REPORT AND RECOMMENDATIONS FOR DISPOSITION OF MOTION FOR RELIEF UNDER 28

U.S.C. § 2255

MORENO, United States Magistrate Judge.

[¶ 1] The above-captioned 28 U.S.C. § 2255 case was referred to this Court by the District Court1 pursuant to 28 U.S.C. § 636(b)(1)(B) for the purpose of conducting any necessary hearings, including evidentiary hearings, and submitting proposed findings of fact and recommendations for disposition thereof.

[¶ 2] Having carefully reviewed and considered all of the records on file and being fully advised in the premises, the Court does now make and propose the following Findings, Report and Recommendations for disposition of the case.

I.

[¶ 3] After a jury trial, Petitioner, Michael T. Petersen (Petersen) was convicted of simple assault, assault by striking, beating or wounding, aggravated sexual abuse and first degree burglary. On October 30, 2000, he was sentenced to six months imprisonment on the two assault offenses and 100 months imprisonment on the sexual abuse and burglary offenses, all to run concurrently. Respondent, United States of America (Government), appealed the trial court's five-level downward departure and the Eighth Circuit Court of Appeals reversed and remanded for resentencing. See United States v. Petersen, 276 F.3d 432, 439 (8th Cir.2002). Petersen was subsequently resentenced on March 26, 2002 to concurrent custody terms of six months on the assault offenses and 168 months on the sexual abuse and burglary offenses.

[¶ 4] In his § 2255 Motion, Petersen claims that:

1. The trial court committed ten separate errors which affected his convictions; and

2. His counsel was ineffective in failing to:

a. Raise certain pre-trial issues;

b. Object to specific evidence;

c. Adequately argue a motion for judgment of acquittal; and

d.
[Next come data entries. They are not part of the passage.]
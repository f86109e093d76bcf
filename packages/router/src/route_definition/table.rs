use std::{collections::BTreeMap, rc::Rc};

use tracing::{debug, warn};
use waymark_history::clean_path;

use crate::error::{ConfigurationError, ResolutionWarning};

use super::{Pattern, RecordId, RouteConfig, RouteRecord};

/// The flattened route definitions.
///
/// Every route (nested or not) and every alias becomes one [`RouteRecord`], reachable by its
/// normalized absolute path and, if it has one, by its name.
///
/// ```rust
/// # use waymark_router::prelude::*;
/// let table = RouteTable::build([
///     RouteConfig::new("/").name("home"),
///     RouteConfig::new("/users")
///         .child(RouteConfig::new(":id").name("user"))
///         .alias("/people"),
/// ])
/// .unwrap();
///
/// assert_eq!(
///     table.paths().collect::<Vec<_>>(),
///     vec!["/", "/users/:id", "/people", "/users"]
/// );
/// assert_eq!(table.by_name("user").unwrap().path(), "/users/:id");
/// ```
#[derive(Debug, Default)]
pub struct RouteTable {
    records: Vec<Rc<RouteRecord>>,
    by_path: BTreeMap<String, RecordId>,
    by_name: BTreeMap<String, RecordId>,
    ordered: Vec<RecordId>,
    warnings: Vec<ResolutionWarning>,
}

impl RouteTable {
    /// Build the table from route definitions.
    ///
    /// Definitions are registered depth first: a route's children, then its aliases, then the route
    /// itself. When two definitions produce the same path, or share a name, the first one wins
    /// and a warning is recorded.
    ///
    /// # Errors
    /// - [`ConfigurationError::MissingPath`] if a definition has no path.
    /// - [`ConfigurationError::InvalidPattern`] if a path can't be compiled.
    pub fn build(
        routes: impl IntoIterator<Item = RouteConfig>,
    ) -> Result<Self, ConfigurationError> {
        let mut table = Self::default();
        for route in routes {
            table.add(route, None, None)?;
        }

        debug!(
            "built route table with {} paths and {} names",
            table.by_path.len(),
            table.by_name.len()
        );
        Ok(table)
    }

    fn add(
        &mut self,
        route: RouteConfig,
        parent: Option<RecordId>,
        match_as: Option<RecordId>,
    ) -> Result<(), ConfigurationError> {
        let RouteConfig {
            path,
            name,
            views,
            children,
            aliases,
            redirect,
            before_enter,
            meta,
        } = route;

        let parent_path = parent.and_then(|p| self.get(p)).map(|p| p.path.clone());
        let Some(path) = path else {
            return Err(ConfigurationError::MissingPath {
                parent: parent_path.unwrap_or_else(|| String::from("/")),
            });
        };

        let path = normalize_route_path(&path, parent_path.as_deref());
        let pattern =
            Pattern::parse(&path).map_err(|source| ConfigurationError::InvalidPattern {
                path: path.clone(),
                source,
            })?;

        if let Some(name) = &name {
            let default_child = children
                .iter()
                .any(|c| matches!(c.path.as_deref(), Some("" | "/")));
            if default_child {
                self.warn(ResolutionWarning::AmbiguousDefaultChild { name: name.clone() });
            }
        }

        let id = RecordId(self.records.len());
        self.records.push(Rc::new(RouteRecord::new(
            id,
            path,
            pattern,
            name.clone(),
            parent,
            match_as,
            views,
            redirect,
            before_enter,
            meta,
        )));

        for child in children {
            self.add(child, Some(id), None)?;
        }

        for alias in aliases {
            let record_path = self.records[id.0].path.clone();
            let alias_path = normalize_route_path(&alias, parent_path.as_deref());
            if alias.trim().is_empty() || alias_path == record_path {
                self.warn(ResolutionWarning::MalformedAlias {
                    alias,
                    path: record_path,
                });
                continue;
            }
            self.add(RouteConfig::new(alias), parent, Some(id))?;
        }

        self.insert(id, name);
        Ok(())
    }

    fn insert(&mut self, id: RecordId, name: Option<String>) {
        let path = self.records[id.0].path.clone();

        if self.by_path.contains_key(&path) {
            debug!(r#"path "{path}" is already registered, first definition wins"#);
        } else {
            self.by_path.insert(path.clone(), id);
            self.ordered.push(id);
        }

        if let Some(name) = name {
            if self.by_name.contains_key(&name) {
                self.warn(ResolutionWarning::DuplicateName { name, path });
            } else {
                self.by_name.insert(name, id);
            }
        }
    }

    fn warn(&mut self, warning: ResolutionWarning) {
        warn!("{warning}");
        self.warnings.push(warning);
    }

    /// Get the record registered for the normalized `path`.
    ///
    /// This is an exact lookup, dynamic segments are not matched.
    #[must_use]
    pub fn by_path(&self, path: &str) -> Option<&Rc<RouteRecord>> {
        self.by_path.get(path).and_then(|id| self.get(*id))
    }

    /// Get the record registered for `name`.
    #[must_use]
    pub fn by_name(&self, name: &str) -> Option<&Rc<RouteRecord>> {
        self.by_name.get(name).and_then(|id| self.get(*id))
    }

    /// Get a record by its identity.
    #[must_use]
    pub fn get(&self, id: RecordId) -> Option<&Rc<RouteRecord>> {
        self.records.get(id.0)
    }

    /// All registered records, in registration order.
    pub fn records(&self) -> impl Iterator<Item = &Rc<RouteRecord>> {
        self.ordered.iter().filter_map(|id| self.get(*id))
    }

    /// All registered paths, in registration order.
    pub fn paths(&self) -> impl Iterator<Item = &str> {
        self.records().map(|r| r.path())
    }

    /// All registered names.
    pub fn names(&self) -> impl Iterator<Item = &str> {
        self.by_name.keys().map(String::as_str)
    }

    /// The warnings recorded while building.
    pub fn warnings(&self) -> &[ResolutionWarning] {
        &self.warnings
    }

    /// The number of registered paths.
    #[must_use]
    pub fn len(&self) -> usize {
        self.ordered.len()
    }

    /// Whether no route was registered.
    #[must_use]
    pub fn is_empty(&self) -> bool {
        self.ordered.is_empty()
    }

    /// The records with dynamic segments, in registration order.
    pub(crate) fn dynamic(&self) -> impl Iterator<Item = &Rc<RouteRecord>> {
        self.records().filter(|r| r.pattern.is_dynamic())
    }

    /// The chain of records from the root down to `record`.
    pub(crate) fn chain(&self, record: &Rc<RouteRecord>) -> Vec<Rc<RouteRecord>> {
        let mut chain = vec![record.clone()];
        let mut parent = record.parent;
        while let Some(p) = parent.and_then(|id| self.get(id)) {
            chain.push(p.clone());
            parent = p.parent;
        }
        chain.reverse();
        chain
    }
}

fn normalize_route_path(path: &str, parent: Option<&str>) -> String {
    let joined = match path.starts_with('/') {
        true => path.to_string(),
        false => format!("{}/{path}", parent.unwrap_or("")),
    };

    let mut path = clean_path(&joined);
    if path.len() > 1 && path.ends_with('/') {
        path.pop();
    }
    if path.is_empty() {
        path.push('/');
    }
    path
}

#[cfg(test)]
mod tests {
    use super::*;
    use crate::view::View;
    use pretty_assertions::assert_eq;

    #[test]
    fn paths_are_normalized() {
        assert_eq!(normalize_route_path("/", None), "/");
        assert_eq!(normalize_route_path("", None), "/");
        assert_eq!(normalize_route_path("foo", None), "/foo");
        assert_eq!(normalize_route_path("/foo/", None), "/foo");
        assert_eq!(normalize_route_path("", Some("/users")), "/users");
        assert_eq!(normalize_route_path("profile/", Some("/users/:id")), "/users/:id/profile");
        assert_eq!(normalize_route_path("/abs", Some("/users")), "/abs");
        assert_eq!(normalize_route_path("x", Some("/")), "/x");
    }

    #[test]
    fn missing_path_is_fatal() {
        let result = RouteTable::build([RouteConfig::new("/a").child(RouteConfig::default())]);
        match result {
            Err(ConfigurationError::MissingPath { parent }) => assert_eq!(parent, "/a"),
            other => panic!("unexpected result: {other:?}"),
        }
    }

    #[test]
    fn nested_records_point_to_parents() {
        let table = RouteTable::build([RouteConfig::new("/a")
            .child(RouteConfig::new("b").child(RouteConfig::new("c")))])
        .unwrap();

        let leaf = table.by_path("/a/b/c").unwrap();
        let chain: Vec<_> = table.chain(leaf).iter().map(|r| r.path.clone()).collect();
        assert_eq!(chain, vec!["/a", "/a/b", "/a/b/c"]);
    }

    #[test]
    fn first_definition_of_a_path_wins() {
        let table = RouteTable::build([
            RouteConfig::new("/dup").view(View::new("First")),
            RouteConfig::new("/dup/").view(View::new("Second")),
        ])
        .unwrap();

        assert_eq!(table.len(), 1);
        let view = table.by_path("/dup").unwrap().view("default").unwrap();
        assert_eq!(view.as_ready().unwrap().name(), "First");
    }

    #[test]
    fn duplicate_names_warn() {
        let table = RouteTable::build([
            RouteConfig::new("/a").name("same"),
            RouteConfig::new("/b").name("same"),
        ])
        .unwrap();

        assert_eq!(table.by_name("same").unwrap().path(), "/a");
        assert_eq!(
            table.warnings(),
            [ResolutionWarning::DuplicateName {
                name: String::from("same"),
                path: String::from("/b"),
            }]
        );
    }

    #[test]
    fn named_parent_with_default_child_warns() {
        let table = RouteTable::build([RouteConfig::new("/settings")
            .name("settings")
            .child(RouteConfig::new(""))])
        .unwrap();

        assert_eq!(
            table.warnings(),
            [ResolutionWarning::AmbiguousDefaultChild {
                name: String::from("settings")
            }]
        );
        // the default child was registered first, so it owns the path
        assert_eq!(
            table.by_path("/settings").unwrap().parent(),
            Some(table.by_name("settings").unwrap().id())
        );
    }

    #[test]
    fn alias_of_its_own_path_is_skipped() {
        let table = RouteTable::build([RouteConfig::new("/users")
            .child(RouteConfig::new("list").alias("").alias("/users/list/"))])
        .unwrap();

        assert_eq!(table.len(), 2);
        assert_eq!(table.warnings().len(), 2);
        assert!(table.by_path("/users/list").unwrap().match_as().is_none());
    }

    #[test]
    fn aliases_are_siblings_pointing_at_the_route() {
        let table = RouteTable::build([RouteConfig::new("/users")
            .child(RouteConfig::new("list").alias("all").alias("/everyone"))])
        .unwrap();

        let canonical = table.by_path("/users/list").unwrap();
        for alias in ["/users/all", "/everyone"] {
            let record = table.by_path(alias).unwrap();
            assert_eq!(record.match_as(), Some(canonical.id()));
            assert_eq!(record.parent(), canonical.parent());
        }
    }
}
Appeal and brief various trial level errors.

Upon initial review, the District Court held that it was not required to decide, at that time, the merits of Petersen's substantive claims, but only whether appellate counsel was ineffective in failing to properly perfect an appeal by filing a merits brief. The Court directed this Court to evaluate whether appellate counsel was objectively unreasonable in determining that there were no issues to raise on appeal that had any arguable merit, and, if so, whether Petersen was prejudiced by his counsel's failure to file a merits brief.

[¶ 5] In an effort to properly assess Petersen's ineffective assistance of appellate counsel claims under Smith v. Robbins, 528 U.S. 259, 120 S.Ct. 746, 145 L.Ed.2d 756 (2000) and Strickland v. Washington, 466 U.S. 668, 104 S.Ct. 2052, 80 L.Ed.2d 674 (1984), this Court granted Petersen leave to list, in an all inclusive fashion, those issues that he maintains his counsel should have argued in his merits brief on direct appeal. The Court thereafter received Petersen's list and the Government's response thereto and believes it is in a position now to pass on the ineffective assistance claims and whether Petersen is entitled to an evidentiary hearing on the same.

II.

[¶ 6] Petersen does not specifically request that he be given an evidentiary hearing on his Motion. Nonetheless, this Court must determine, in accordance with Rules 4(b) and 8(a) of the Rules Governing § 2255 Proceedings (§ 2255 Rules) and the District Court's March 8, 2004 referral Order, whether such a hearing is required in this instance.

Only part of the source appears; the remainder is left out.